Tag im Park

Rund 7000 Besucher lassen es sich im Stadtpark gut gehen

Schauspielerin Veronika Nickl singt zu Eröffnung ein Stück aus der Oper „Rusalka“ von Antonin Dvorak.

Foto: Ingo Otto

Schauspielerin Veronika Nickl singt zu Eröffnung ein Stück aus der Oper „Rusalka“ von Antonin Dvorak. Foto: Ingo Otto

Bochum.   Beim „Tag im Park“ von Schauspielhaus, Museum und Bosy regiert der Müßiggang. Es wird gemalt, musiziert, flaniert – oder einfach entspannt.

Keine andere Open-Air-Veranstaltung ist so entspannt, geschmackvoll und unaufdringlich wie diese: Beim „Tag im Park“, den Museum, Schauspielhaus und Symphoniker am Sonntag wieder im Stadtpark auf die Beine stellten, geht es schlicht um die Muße und um ein paar Stunden des Müßiggangs.

Damit unterscheidet sich der „Tag im Park“ von den anderen, dröhnenden Veranstaltungen wie etwa jenen am Kemnader See, bei denen man immer das Gefühl hat, der ganze See würde unter der Last des Partyvolks ächzen, das da auf ihn zurollt.
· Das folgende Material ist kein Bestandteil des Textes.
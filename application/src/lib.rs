//! Application layer for moegate
//!
//! This crate contains the gate computation use cases, embedding strategies,
//! port definitions, and application configuration. It depends only on the
//! domain layer.

pub mod config;
pub mod device;
pub mod error;
pub mod gate_tensor;
pub mod ports;
pub mod strategy;
pub mod tokenize;
pub mod use_cases;

// Re-export commonly used types
pub use config::GateParams;
pub use error::GateError;
pub use gate_tensor::{GateTensor, GateTensorKind};
pub use ports::{
    classifier::{ClassifierError, ExpertClassifier},
    model_registry::{CausalModel, ModelError, ModelRegistry, TensorLoader},
    progress::{GateProgressNotifier, NoProgress},
    tokenizer::{PromptTokenizer, TokenizerError},
};
pub use use_cases::check_degeneracy::check_gate_degeneracy;
pub use use_cases::compute_gate_tensor::{
    ComputeGateTensorInput, ComputeGateTensorUseCase, compute_gate_tensor,
};
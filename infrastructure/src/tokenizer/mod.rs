//! Tokenizer adapters

pub mod hf_tokenizer;

pub use hf_tokenizer::HfPromptTokenizer;
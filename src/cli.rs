use crate::application::PropertyApplication;
use crate::models::PropertyId;
use crate::repository::{PropertyReader, DEFAULT_TOP_LIMIT};
use crate::search::price::find_suggestion;
use crate::search::{SearchView, PRICE_SUGGESTIONS};
use crate::views::contact::ContactMessage;
use crate::views::render::{render_detail, render_featured, render_listing, render_search};
use crate::views::{ContactForm, DetailView, FeaturedView, ListingView};
use anyhow::{bail, Result};
use clap::{Args, Parser, Subcommand};
use std::sync::Arc;
use tracing::info;

/// Browse and search property listings from the command line
#[derive(Parser)]
#[command(name = "estate-scout")]
#[command(about = "Browse and search property listings", long_about = None)]
pub struct Cli {
    /// Listing API base URL, overrides ESTATE_API_BASE_URL
    #[arg(long, global = true)]
    pub base_url: Option<String>,

    #[command(subcommand)]
    pub command: Commands,
}

#[derive(Subcommand)]
pub enum Commands {
    /// Landing page: first page of listings and the featured sidebar
    Home,

    /// Search properties and show one page of the results
    Search(SearchArgs),

    /// Show a single property
    Show {
        /// Property identifier
        id: String,
    },

    /// Most expensive properties
    Top {
        #[arg(long, default_value_t = DEFAULT_TOP_LIMIT)]
        limit: u32,
    },

    /// Send a message through the contact form
    Contact {
        #[arg(long)]
        name: String,
        #[arg(long)]
        email: String,
        #[arg(long)]
        message: String,
    },
}

#[derive(Args, Debug, Default)]
pub struct SearchArgs {
    /// Name contains
    #[arg(long)]
    pub name: Option<String>,

    /// Address contains
    #[arg(long)]
    pub address: Option<String>,

    #[arg(long)]
    pub min_price: Option<String>,

    #[arg(long)]
    pub max_price: Option<String>,

    /// Quick price range, e.g. "$500K - $1M"
    #[arg(long)]
    pub price_range: Option<String>,

    /// Results page to show
    #[arg(long, default_value_t = 1)]
    pub page: usize,
}

impl SearchArgs {
    fn has_filters(&self) -> bool {
        self.name.is_some()
            || self.address.is_some()
            || self.min_price.is_some()
            || self.max_price.is_some()
            || self.price_range.is_some()
    }
}

/// Execute CLI command
pub async fn execute_command<R: PropertyReader>(
    command: Commands,
    app: Arc<PropertyApplication<R>>,
) -> Result<()> {
    match command {
        Commands::Home => {
            let listing = ListingView::load(&*app).await;
            let featured = FeaturedView::load(&*app).await;
            print!("{}", render_listing(&listing));
            print!("{}", render_featured(&featured));
        }
        Commands::Search(args) => {
            let view = run_search(app, args).await?;
            print!("{}", render_search(&view));
            if view.can_reset() {
                println!("Run `search` without filters to see every property again.");
            }
        }
        Commands::Show { id } => {
            let id: PropertyId = id.parse()?;
            let view = DetailView::load(&*app, id).await;
            print!("{}", render_detail(&view));
        }
        Commands::Top { limit } => {
            let featured = FeaturedView::load_with_limit(&*app, limit).await;
            if featured.properties.is_empty() {
                println!("No featured properties available.");
            } else {
                print!("{}", render_featured(&featured));
            }
        }
        Commands::Contact {
            name,
            email,
            message,
        } => {
            let mut form = ContactForm::default();
            form.draft = ContactMessage {
                name,
                email,
                message,
            };
            form.submit().await?;
            println!("Thank you for your message! We'll get back to you soon.");
        }
    }

    Ok(())
}

/// Mount the search view, apply `args` and land on the requested page
pub async fn run_search<R: PropertyReader>(
    app: Arc<PropertyApplication<R>>,
    args: SearchArgs,
) -> Result<SearchView<R>> {
    let mut view = SearchView::mount(app).await;

    if args.has_filters() {
        if let Some(label) = &args.price_range {
            let Some(suggestion) = find_suggestion(label) else {
                let labels: Vec<&str> = PRICE_SUGGESTIONS.iter().map(|s| s.label).collect();
                bail!("Unknown price range {:?}, expected one of: {}", label, labels.join(", "));
            };
            view.apply_price_suggestion(suggestion);
        }
        if let Some(name) = args.name {
            view.set_name(name);
        }
        if let Some(address) = args.address {
            view.set_address(address);
        }
        if let Some(min_price) = args.min_price {
            view.set_min_price(min_price);
        }
        if let Some(max_price) = args.max_price {
            view.set_max_price(max_price);
        }

        info!("Searching with {:?}", view.filters());
        view.search().await;
    }

    view.set_page(args.page);
    Ok(view)
}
Der „Tag im Park“ geht behutsam und respektvoll mit seinem Schauplatz, dem Stadtpark, um. Bierstand und Würstchenbude sucht man vergebens. Statt Currywurst gibt es Äpfel und Wassermelone. „Ich glaube, da hinten haben sie auch nur Brezeln“, seufzt ein Besucher etwas irritiert. Er hatte sich den „Tag im Park“ wohl feudaler vorgestellt.

Familienausflug auf Picknickdecke

Echte „Tag im Park“-Profis hingegen bringen ihre eigene Picknickdecke mit und machen es sich auf der großen Wiese gemütlich. So wie Familie Warmeling, die jedes Jahr kommt und ihren eigenen Korb mitgebracht hat: Käse, Trauben, etwas Weißwein. „Leben wie Gott in Frankreich“, strahlt Vater Warmeling, während seine Söhne bereits in den Tiefen des Parks unterwegs sind, wo es schließlich eine Menge zu erleben gibt.

Denn tatsächlich haben sich die drei städtischen Kultureinrichtungen wieder ein buntes Programm für die Besucher überlegt, bei dem sich niemand unter Niveau amüsiert. Überall rund um den großen See ist für Jung und Alt etwas los: Da wird im Freiluft-Atelier gemalt, da werden Buden gebaut, da lädt das Junge Schauspielhaus zur munteren Schnitzeljagd ein.

Fragen im „Haus der Kindheit“

Es gibt geschichtliche Führungen durch den Park ebenso wie eine kleine Baumschule mit einem Vertreter der Naturschutzorganisation „Nabu“. Besonders schön: Im „Haus deiner Kindheit“ kann man Fragen über sein Leben beantworten und diese an große Holzrahmen heften. „Was wolltest du früher gerne werden?“, lautet eine der Fragen. Einleuchtende Antwort von Parkbesucher Marc: „Papst!“

Eröffnet wurde der „Tag im Park“ um 15 Uhr mit der traditionellen Ouvertüre am See. Schauspielerin Veronika Nickl und Mitglieder der Symphoniker spielen beschwingt Stücke u.a. aus der Oper „Rusalka“ von Antonin Dvorak. Die Klänge sind weit über die Bergstraße hinaus zu hören und finden Beifall bei den entspannten Besuchern.

Letztes Jahr musste das Fest abgesagt werden

Der „Tag im Park“ ist nicht nur eines der schönsten Feste der Stadt, sondern gewiss auch eines der sensibelsten. Denn kaum eine andere Veranstaltung fiel schon so oft dem schlechten Wetter zum Opfer. Erst im letzten Jahr musste der Tag wegen Gewitter abgesagt werden. Doch am Sonntag – so scheint es – ging alles glatt.